▶ **Instructions to follow**
Write out once more the lines running from the top of the entries below to the line with "page always shows", both ends included.

▶ **Information supplied**
┏━━
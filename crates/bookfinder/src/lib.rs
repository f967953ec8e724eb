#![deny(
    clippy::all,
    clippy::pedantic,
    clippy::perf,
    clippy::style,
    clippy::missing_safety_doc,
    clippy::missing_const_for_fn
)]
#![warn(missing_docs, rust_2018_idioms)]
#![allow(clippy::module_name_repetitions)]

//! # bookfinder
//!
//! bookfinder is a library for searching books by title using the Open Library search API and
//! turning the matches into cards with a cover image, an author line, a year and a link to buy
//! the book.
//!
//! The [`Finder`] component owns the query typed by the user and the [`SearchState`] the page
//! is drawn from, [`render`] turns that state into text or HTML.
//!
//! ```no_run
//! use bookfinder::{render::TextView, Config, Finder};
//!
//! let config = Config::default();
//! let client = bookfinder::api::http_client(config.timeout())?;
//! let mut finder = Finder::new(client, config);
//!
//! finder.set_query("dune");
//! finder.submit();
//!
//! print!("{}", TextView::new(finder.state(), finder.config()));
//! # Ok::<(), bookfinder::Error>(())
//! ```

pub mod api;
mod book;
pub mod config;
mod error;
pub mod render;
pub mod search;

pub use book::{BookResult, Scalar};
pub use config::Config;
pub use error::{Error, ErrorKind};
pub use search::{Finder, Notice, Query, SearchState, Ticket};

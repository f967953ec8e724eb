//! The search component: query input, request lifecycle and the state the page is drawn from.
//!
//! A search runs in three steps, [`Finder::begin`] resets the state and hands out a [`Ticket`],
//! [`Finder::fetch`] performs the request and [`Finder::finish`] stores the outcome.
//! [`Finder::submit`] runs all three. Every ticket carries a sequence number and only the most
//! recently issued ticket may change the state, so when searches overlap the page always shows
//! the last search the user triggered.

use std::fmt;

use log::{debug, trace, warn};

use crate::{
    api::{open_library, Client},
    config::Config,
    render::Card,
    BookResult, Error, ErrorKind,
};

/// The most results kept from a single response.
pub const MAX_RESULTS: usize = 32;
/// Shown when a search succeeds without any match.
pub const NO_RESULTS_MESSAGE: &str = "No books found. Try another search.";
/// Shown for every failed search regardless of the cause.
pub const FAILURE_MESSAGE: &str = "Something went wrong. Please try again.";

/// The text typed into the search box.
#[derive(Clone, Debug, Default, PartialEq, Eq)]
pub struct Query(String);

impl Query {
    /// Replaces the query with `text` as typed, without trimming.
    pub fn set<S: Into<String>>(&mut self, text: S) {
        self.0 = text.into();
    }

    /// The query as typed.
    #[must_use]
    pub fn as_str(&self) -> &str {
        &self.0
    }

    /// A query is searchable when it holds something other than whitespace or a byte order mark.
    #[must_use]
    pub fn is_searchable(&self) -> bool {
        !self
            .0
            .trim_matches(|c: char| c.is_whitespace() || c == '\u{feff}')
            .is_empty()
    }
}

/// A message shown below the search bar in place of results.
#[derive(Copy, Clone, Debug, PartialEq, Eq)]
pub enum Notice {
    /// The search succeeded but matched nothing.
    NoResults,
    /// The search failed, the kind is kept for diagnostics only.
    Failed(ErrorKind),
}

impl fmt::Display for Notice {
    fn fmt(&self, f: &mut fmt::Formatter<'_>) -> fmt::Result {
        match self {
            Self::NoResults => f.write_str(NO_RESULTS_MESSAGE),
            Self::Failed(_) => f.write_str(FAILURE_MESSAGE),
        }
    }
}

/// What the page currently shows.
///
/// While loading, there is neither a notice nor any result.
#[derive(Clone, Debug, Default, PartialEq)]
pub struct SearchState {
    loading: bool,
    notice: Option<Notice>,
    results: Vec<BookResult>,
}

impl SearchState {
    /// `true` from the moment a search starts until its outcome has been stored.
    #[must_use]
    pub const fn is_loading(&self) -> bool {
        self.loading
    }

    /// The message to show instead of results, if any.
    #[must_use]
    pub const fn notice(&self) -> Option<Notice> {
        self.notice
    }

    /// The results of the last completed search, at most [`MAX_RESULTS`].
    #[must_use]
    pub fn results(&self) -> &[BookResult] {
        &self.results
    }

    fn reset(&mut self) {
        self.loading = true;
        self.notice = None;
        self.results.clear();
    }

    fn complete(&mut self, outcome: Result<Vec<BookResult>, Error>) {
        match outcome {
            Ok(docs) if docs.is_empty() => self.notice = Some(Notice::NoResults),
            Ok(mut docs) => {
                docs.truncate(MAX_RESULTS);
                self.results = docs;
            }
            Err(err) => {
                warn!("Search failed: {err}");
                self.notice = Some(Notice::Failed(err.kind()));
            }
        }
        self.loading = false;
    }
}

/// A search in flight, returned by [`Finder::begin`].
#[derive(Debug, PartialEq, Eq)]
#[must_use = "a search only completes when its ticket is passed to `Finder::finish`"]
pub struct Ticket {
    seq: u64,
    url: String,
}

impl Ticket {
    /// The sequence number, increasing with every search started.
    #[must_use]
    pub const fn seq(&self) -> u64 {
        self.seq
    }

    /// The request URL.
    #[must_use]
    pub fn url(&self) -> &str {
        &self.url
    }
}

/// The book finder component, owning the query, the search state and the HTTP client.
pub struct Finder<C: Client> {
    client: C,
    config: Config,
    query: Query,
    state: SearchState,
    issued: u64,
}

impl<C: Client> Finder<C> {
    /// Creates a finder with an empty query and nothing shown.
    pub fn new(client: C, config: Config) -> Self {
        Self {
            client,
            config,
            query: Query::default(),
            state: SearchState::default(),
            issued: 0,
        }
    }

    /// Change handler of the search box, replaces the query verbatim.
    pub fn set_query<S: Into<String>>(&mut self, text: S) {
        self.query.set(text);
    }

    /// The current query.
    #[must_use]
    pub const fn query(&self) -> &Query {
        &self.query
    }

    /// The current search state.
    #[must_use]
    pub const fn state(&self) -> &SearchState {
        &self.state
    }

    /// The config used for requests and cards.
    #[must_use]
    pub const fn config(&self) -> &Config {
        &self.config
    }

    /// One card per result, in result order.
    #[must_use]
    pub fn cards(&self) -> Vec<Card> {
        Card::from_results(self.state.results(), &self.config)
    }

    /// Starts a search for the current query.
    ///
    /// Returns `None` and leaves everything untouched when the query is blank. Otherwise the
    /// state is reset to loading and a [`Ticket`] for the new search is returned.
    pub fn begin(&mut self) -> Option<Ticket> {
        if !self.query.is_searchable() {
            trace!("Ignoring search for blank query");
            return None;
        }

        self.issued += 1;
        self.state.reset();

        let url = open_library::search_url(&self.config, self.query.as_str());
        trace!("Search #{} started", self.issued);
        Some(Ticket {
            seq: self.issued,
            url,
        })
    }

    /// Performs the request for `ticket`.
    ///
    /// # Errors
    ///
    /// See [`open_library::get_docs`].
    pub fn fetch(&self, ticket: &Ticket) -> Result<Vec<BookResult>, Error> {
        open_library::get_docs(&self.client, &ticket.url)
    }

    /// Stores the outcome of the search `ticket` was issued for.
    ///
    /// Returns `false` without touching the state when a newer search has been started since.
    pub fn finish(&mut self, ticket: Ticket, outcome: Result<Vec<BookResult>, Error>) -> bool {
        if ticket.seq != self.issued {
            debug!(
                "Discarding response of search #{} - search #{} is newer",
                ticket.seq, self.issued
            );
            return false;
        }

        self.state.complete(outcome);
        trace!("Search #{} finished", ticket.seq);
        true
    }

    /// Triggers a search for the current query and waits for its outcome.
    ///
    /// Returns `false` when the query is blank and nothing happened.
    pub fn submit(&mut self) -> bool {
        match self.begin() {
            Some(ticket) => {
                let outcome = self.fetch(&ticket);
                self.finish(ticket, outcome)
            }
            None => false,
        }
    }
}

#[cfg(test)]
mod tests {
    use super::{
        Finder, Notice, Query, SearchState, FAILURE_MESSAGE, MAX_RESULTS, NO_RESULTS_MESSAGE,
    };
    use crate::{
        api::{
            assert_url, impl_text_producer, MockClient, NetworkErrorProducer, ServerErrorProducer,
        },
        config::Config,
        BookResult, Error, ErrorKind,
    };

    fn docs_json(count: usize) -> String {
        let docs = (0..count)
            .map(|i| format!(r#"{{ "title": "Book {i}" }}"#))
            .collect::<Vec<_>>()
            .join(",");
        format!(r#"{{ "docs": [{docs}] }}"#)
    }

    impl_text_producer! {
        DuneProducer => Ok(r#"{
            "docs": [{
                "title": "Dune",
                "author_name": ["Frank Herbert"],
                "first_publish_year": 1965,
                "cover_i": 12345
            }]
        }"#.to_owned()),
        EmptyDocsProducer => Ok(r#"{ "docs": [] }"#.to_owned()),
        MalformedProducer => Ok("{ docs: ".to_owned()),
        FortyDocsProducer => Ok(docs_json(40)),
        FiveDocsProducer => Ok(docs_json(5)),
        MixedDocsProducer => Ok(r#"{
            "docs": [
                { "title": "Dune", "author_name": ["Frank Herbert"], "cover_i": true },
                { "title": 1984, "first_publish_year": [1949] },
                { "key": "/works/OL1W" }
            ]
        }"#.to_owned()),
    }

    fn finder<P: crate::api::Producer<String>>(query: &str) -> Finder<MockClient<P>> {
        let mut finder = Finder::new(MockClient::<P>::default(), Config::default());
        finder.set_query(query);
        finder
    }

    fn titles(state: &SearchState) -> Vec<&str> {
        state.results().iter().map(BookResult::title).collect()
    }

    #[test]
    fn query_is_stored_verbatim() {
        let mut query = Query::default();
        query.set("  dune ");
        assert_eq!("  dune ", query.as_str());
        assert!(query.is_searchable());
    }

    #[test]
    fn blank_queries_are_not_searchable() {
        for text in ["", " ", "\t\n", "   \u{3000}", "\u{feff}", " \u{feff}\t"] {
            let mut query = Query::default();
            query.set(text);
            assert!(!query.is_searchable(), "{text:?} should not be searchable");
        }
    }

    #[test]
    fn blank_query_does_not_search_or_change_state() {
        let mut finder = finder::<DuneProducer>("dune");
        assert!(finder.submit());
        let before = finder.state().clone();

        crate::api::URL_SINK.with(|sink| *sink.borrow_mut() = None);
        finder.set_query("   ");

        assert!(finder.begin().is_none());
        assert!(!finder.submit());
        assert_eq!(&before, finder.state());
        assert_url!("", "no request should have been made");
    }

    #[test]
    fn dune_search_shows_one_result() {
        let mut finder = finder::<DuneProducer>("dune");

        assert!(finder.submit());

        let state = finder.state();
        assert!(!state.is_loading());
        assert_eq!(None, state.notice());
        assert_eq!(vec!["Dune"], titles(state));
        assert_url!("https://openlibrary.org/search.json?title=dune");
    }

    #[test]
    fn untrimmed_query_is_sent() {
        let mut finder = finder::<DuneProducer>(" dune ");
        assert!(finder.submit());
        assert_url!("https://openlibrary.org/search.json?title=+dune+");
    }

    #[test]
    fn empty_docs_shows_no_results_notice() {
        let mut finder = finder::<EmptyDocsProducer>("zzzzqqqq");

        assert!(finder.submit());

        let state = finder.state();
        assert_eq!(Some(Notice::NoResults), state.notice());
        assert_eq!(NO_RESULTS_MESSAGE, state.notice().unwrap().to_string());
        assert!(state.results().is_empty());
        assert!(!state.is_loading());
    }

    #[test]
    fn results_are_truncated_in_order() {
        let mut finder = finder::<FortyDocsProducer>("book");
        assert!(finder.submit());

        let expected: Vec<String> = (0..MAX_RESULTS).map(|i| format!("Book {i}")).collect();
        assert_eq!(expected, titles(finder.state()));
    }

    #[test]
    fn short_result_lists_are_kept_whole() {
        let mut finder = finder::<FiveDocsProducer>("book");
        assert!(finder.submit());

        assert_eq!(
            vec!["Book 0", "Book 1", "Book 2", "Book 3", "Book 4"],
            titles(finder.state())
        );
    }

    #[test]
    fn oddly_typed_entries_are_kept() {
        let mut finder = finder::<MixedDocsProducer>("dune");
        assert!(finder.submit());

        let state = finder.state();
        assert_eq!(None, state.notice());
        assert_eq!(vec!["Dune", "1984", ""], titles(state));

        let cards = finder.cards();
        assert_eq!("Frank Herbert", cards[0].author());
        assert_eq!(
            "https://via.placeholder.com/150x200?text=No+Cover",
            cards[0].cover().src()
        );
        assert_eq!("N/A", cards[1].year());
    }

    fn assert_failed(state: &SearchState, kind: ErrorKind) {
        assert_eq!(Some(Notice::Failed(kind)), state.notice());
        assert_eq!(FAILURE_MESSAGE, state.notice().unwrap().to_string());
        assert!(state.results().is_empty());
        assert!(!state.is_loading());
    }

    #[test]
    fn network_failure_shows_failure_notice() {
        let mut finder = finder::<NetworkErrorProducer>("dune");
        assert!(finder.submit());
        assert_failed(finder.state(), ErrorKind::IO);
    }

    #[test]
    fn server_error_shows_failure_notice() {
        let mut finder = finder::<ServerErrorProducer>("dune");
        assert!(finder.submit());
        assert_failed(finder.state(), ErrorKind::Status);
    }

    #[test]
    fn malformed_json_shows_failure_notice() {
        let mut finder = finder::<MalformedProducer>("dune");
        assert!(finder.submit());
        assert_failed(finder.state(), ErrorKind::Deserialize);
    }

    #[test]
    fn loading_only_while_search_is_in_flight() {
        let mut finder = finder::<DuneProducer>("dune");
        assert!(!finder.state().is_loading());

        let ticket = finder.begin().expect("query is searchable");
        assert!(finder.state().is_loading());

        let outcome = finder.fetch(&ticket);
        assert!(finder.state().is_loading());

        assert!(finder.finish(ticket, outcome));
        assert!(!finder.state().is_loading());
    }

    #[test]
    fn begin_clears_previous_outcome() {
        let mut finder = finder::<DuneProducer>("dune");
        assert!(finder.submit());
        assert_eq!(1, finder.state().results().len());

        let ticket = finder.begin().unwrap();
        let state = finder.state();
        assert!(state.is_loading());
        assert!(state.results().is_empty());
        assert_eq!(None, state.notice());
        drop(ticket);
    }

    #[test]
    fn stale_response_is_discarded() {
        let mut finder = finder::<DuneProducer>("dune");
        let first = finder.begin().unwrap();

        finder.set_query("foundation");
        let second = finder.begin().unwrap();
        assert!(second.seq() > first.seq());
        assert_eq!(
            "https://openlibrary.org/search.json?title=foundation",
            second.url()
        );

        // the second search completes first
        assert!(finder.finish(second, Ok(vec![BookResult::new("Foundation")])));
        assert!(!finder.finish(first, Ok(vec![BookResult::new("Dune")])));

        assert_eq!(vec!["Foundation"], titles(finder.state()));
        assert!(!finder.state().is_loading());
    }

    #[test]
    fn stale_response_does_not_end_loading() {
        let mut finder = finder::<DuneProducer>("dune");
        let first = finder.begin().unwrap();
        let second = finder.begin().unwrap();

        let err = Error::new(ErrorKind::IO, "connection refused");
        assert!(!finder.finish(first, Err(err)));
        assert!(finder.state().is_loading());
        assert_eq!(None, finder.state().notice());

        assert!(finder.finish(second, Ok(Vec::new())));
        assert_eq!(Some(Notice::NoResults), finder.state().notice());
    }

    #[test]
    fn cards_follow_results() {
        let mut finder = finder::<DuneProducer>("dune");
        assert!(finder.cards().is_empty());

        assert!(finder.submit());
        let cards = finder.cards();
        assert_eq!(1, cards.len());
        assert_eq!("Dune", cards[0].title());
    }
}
┗━━
▶ **The answer**
filename crates/bookfinder/src/lib.rs
repository f967953ec8e724eb
#![deny(
    clippy::all,
    clippy::pedantic,
    clippy::perf,
    clippy::style,
    clippy::missing_safety_doc,
    clippy::missing_const_for_fn
)]
#![warn(missing_docs, rust_2018_idioms)]
#![allow(clippy::module_name_repetitions)]

//! # bookfinder
//!
//! bookfinder is a library for searching books by title using the Open Library search API and
//! turning the matches into cards with a cover image, an author line, a year and a link to buy
//! the book.
//!
//! The [`Finder`] component owns the query typed by the user and the [`SearchState`] the page
//! is drawn from, [`render`] turns that state into text or HTML.
//!
//! ```no_run
//! use bookfinder::{render::TextView, Config, Finder};
//!
//! let config = Config::default();
//! let client = bookfinder::api::http_client(config.timeout())?;
//! let mut finder = Finder::new(client, config);
//!
//! finder.set_query("dune");
//! finder.submit();
//!
//! print!("{}", TextView::new(finder.state(), finder.config()));
//! # Ok::<(), bookfinder::Error>(())
//! ```

pub mod api;
mod book;
pub mod config;
mod error;
pub mod render;
pub mod search;

pub use book::{BookResult, Scalar};
pub use config::Config;
pub use error::{Error, ErrorKind};
pub use search::{Finder, Notice, Query, SearchState, Ticket};

repository f967953ec8e724eb
//! The search component: query input, request lifecycle and the state the page is drawn from.
//!
//! A search runs in three steps, [`Finder::begin`] resets the state and hands out a [`Ticket`],
//! [`Finder::fetch`] performs the request and [`Finder::finish`] stores the outcome.
//! [`Finder::submit`] runs all three. Every ticket carries a sequence number and only the most
//! recently issued ticket may change the state, so when searches overlap the page always shows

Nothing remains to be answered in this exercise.